決意の後に
「あなたが思い描く絶望の世界に行きたいですか?」
エミルは困惑した表情のまま小さく息を吸った。暗闇の中の洋灯の光がエミルの瞳を初めのころのような輝きに映し出していく
「行きます」
「私が望みを絶ってきます」
エミルは強い意志がこもったその目をらんらんと輝かせていた。
「わかりました」
私はそう一言いうとある一つの扉を思い描いた。狭き狭き扉を……。
「本当にお行きになりますか?」
私は発狂しそうなほどの感情を押し殺し、ただエミルの表情を見ることもできずに冷静に話し続けるだけだった。

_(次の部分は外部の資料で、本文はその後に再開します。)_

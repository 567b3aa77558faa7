// src/system/operator.rs

use crate::models::Choice;
use colored::Colorize;
use dialoguer::{Input, theme::ColorfulTheme};
use std::fmt;
use std::io::{self, BufRead, BufReader, Write};
use std::thread;
use std::time::Duration;
use thiserror::Error;
use tokio::runtime::Handle;
use tokio::sync::mpsc::{self, UnboundedReceiver};

/// Failures while talking to the operator.
#[derive(Error, Debug)]
pub enum OperatorError {
    /// The interactive prompt could not be shown or read.
    #[error("Prompt failed: {0}")]
    Prompt(#[from] dialoguer::Error),
    /// Standard input could not be read.
    #[error("Could not read operator input: {0}")]
    Io(#[from] io::Error),
}

/// The person running the script.
pub trait Operator {
    /// Asks whether `command` should run. Implementations keep asking until
    /// they get a recognized answer.
    fn confirm(&mut self, command: &str) -> Result<Choice, OperatorError>;

    /// Reads a single token after showing `prompt`. Returns `Ok(None)` when
    /// `timeout` elapses or input is exhausted.
    fn read_token(
        &mut self,
        prompt: &str,
        timeout: Option<Duration>,
    ) -> Result<Option<String>, OperatorError>;
}

/// Talks to the operator on the controlling terminal.
///
/// Typed answers are read line by line on a dedicated thread and handed over
/// through a channel, so a prompt that times out leaves nothing blocking the
/// runtime. A line typed after its prompt gave up answers the next one.
pub struct TerminalOperator {
    runtime: Handle,
    input: Option<Box<dyn BufRead + Send>>,
    lines: Option<UnboundedReceiver<io::Result<String>>>,
}

impl fmt::Debug for TerminalOperator {
    fn fmt(&self, f: &mut fmt::Formatter<'_>) -> fmt::Result {
        f.debug_struct("TerminalOperator")
            .field("reading", &self.lines.is_some())
            .finish_non_exhaustive()
    }
}

impl TerminalOperator {
    /// Creates an operator reading answers from stdin, whose timed reads run
    /// on `runtime`.
    pub fn new(runtime: Handle) -> Self {
        Self::with_input(runtime, BufReader::new(io::stdin()))
    }

    /// Creates an operator reading answers from `input` instead of stdin.
    /// Nothing is read until the first [`Operator::read_token`].
    pub fn with_input(runtime: Handle, input: impl BufRead + Send + 'static) -> Self {
        Self {
            runtime,
            input: Some(Box::new(input)),
            lines: None,
        }
    }

    fn lines(&mut self) -> io::Result<&mut UnboundedReceiver<io::Result<String>>> {
        if let Some(input) = self.input.take() {
            self.lines = Some(spawn_reader(input)?);
        }
        match self.lines.as_mut() {
            Some(lines) => Ok(lines),
            None => Err(io::Error::other("operator input reader is gone")),
        }
    }
}

/// Forwards lines from `input` until it is exhausted or nobody listens.
fn spawn_reader(
    input: Box<dyn BufRead + Send>,
) -> io::Result<UnboundedReceiver<io::Result<String>>> {
    let (sender, receiver) = mpsc::unbounded_channel();
    thread::Builder::new()
        .name("cmdflow-input".to_string())
        .spawn(move || {
            for line in input.lines() {
                let failed = line.is_err();
                if sender.send(line).is_err() || failed {
                    break;
                }
            }
            log::debug!("Operator input closed.");
        })?;
    Ok(receiver)
}

impl Operator for TerminalOperator {
    fn confirm(&mut self, command: &str) -> Result<Choice, OperatorError> {
        loop {
            let answer: String = Input::with_theme(&ColorfulTheme::default())
                .with_prompt(format!("Run `{}`? [Y/n/a/d/q/h]", command))
                .default("y".to_string())
                .show_default(false)
                .validate_with(|input: &String| -> Result<(), &'static str> {
                    Choice::parse(input)
                        .map(|_| ())
                        .ok_or("Unrecognized answer, type h for help")
                })
                .interact_text()?;

            if let Some(choice) = Choice::parse(&answer) {
                return Ok(choice);
            }
        }
    }

    fn read_token(
        &mut self,
        prompt: &str,
        timeout: Option<Duration>,
    ) -> Result<Option<String>, OperatorError> {
        eprint!("{} ", prompt.bold());
        io::stderr().flush()?;

        let runtime = self.runtime.clone();
        let lines = self.lines()?;
        let received = runtime.block_on(async {
            match timeout {
                Some(limit) => match tokio::time::timeout(limit, lines.recv()).await {
                    Ok(read) => read,
                    Err(_) => {
                        log::debug!("Prompt timed out after {:?}", limit);
                        None
                    }
                },
                None => lines.recv().await,
            }
        });
        let line = received.transpose()?;

        if line.is_none() {
            eprintln!();
        }
        Ok(line.map(|l| l.split_whitespace().next().unwrap_or_default().to_string()))
    }
}
// src/core/error.rs

use crate::models::AbortScope;
use crate::system::{executor::ExecutionError, operator::OperatorError};
use std::path::PathBuf;
use thiserror::Error;

/// Everything that can stop a unit of work.
///
/// `Aborted` is not a failure but operator-driven control flow; it is consumed
/// by the section or script runner that matches its scope.
#[derive(Error, Debug)]
pub enum ScriptError {
    /// A command exited non-zero while `continue_on_error` was off.
    #[error("command `{command}` failed with exit status {status}")]
    CommandFailure {
        /// The command line as given.
        command: String,
        /// Its exit status.
        status: i32,
    },
    /// The script's arguments failed the author's validation.
    #[error("invalid arguments: {0}")]
    ArgumentsNotValid(String),
    /// The operator interrupted the given scope.
    #[error("aborted by operator ({0} scope)")]
    Aborted(AbortScope),
    /// A directory change could not be resolved.
    #[error("cannot change directory to '{}': {source}", .path.display())]
    ChangeDirectory {
        /// The directory asked for, after expansion.
        path: PathBuf,
        /// Why it failed.
        #[source]
        source: std::io::Error,
    },
    /// A `~` or `$VAR` in a path could not be expanded.
    #[error("cannot expand path '{0}': {1}")]
    PathExpansion(String, String),
    /// Talking to the operator failed.
    #[error(transparent)]
    Operator(#[from] OperatorError),
    /// Waiting on a child process failed.
    #[error(transparent)]
    Execution(#[from] ExecutionError),
    /// Setting up the engine failed.
    #[error("I/O error: {0}")]
    Io(#[from] std::io::Error),
}

/// Convenience for script bodies: validation callbacks can build this error
/// directly from any message.
impl ScriptError {
    /// Builds an [`ScriptError::ArgumentsNotValid`].
    pub fn invalid_arguments(message: impl Into<String>) -> Self {
        Self::ArgumentsNotValid(message.into())
    }
}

「はい、私があの子にできることをしたいんです。それが私が私にできる最大の事です」
「そうですか」
私は最後まで何もできずに彼女を見送らなければならないのか、ひどく自分の無力さを感じてしまう。せめて終わりぐらいは
「貴女の選択は、貴女自身のものです。ほかの誰のものでもありません。きっとそれでいいのではないかと思います。最後に一言だけ、いってらしゃいませ、エミル様」
私は精一杯に笑顔をつくり、彼女に伝えたかった。
おこがましい私のただの言葉、彼女にはなんと聞こえているのだろう。できることならば、思い留まってもらいたい。そんな自分本位な理屈を論じたところでどうしようもないことはわかっていた。
だからこそ、辛い……。
「行ってきます」
エミルは頬を緩ませ、正直な笑みを残し扉を開いた。
洋灯の光に照らされていた闇に一片の光が生まれた。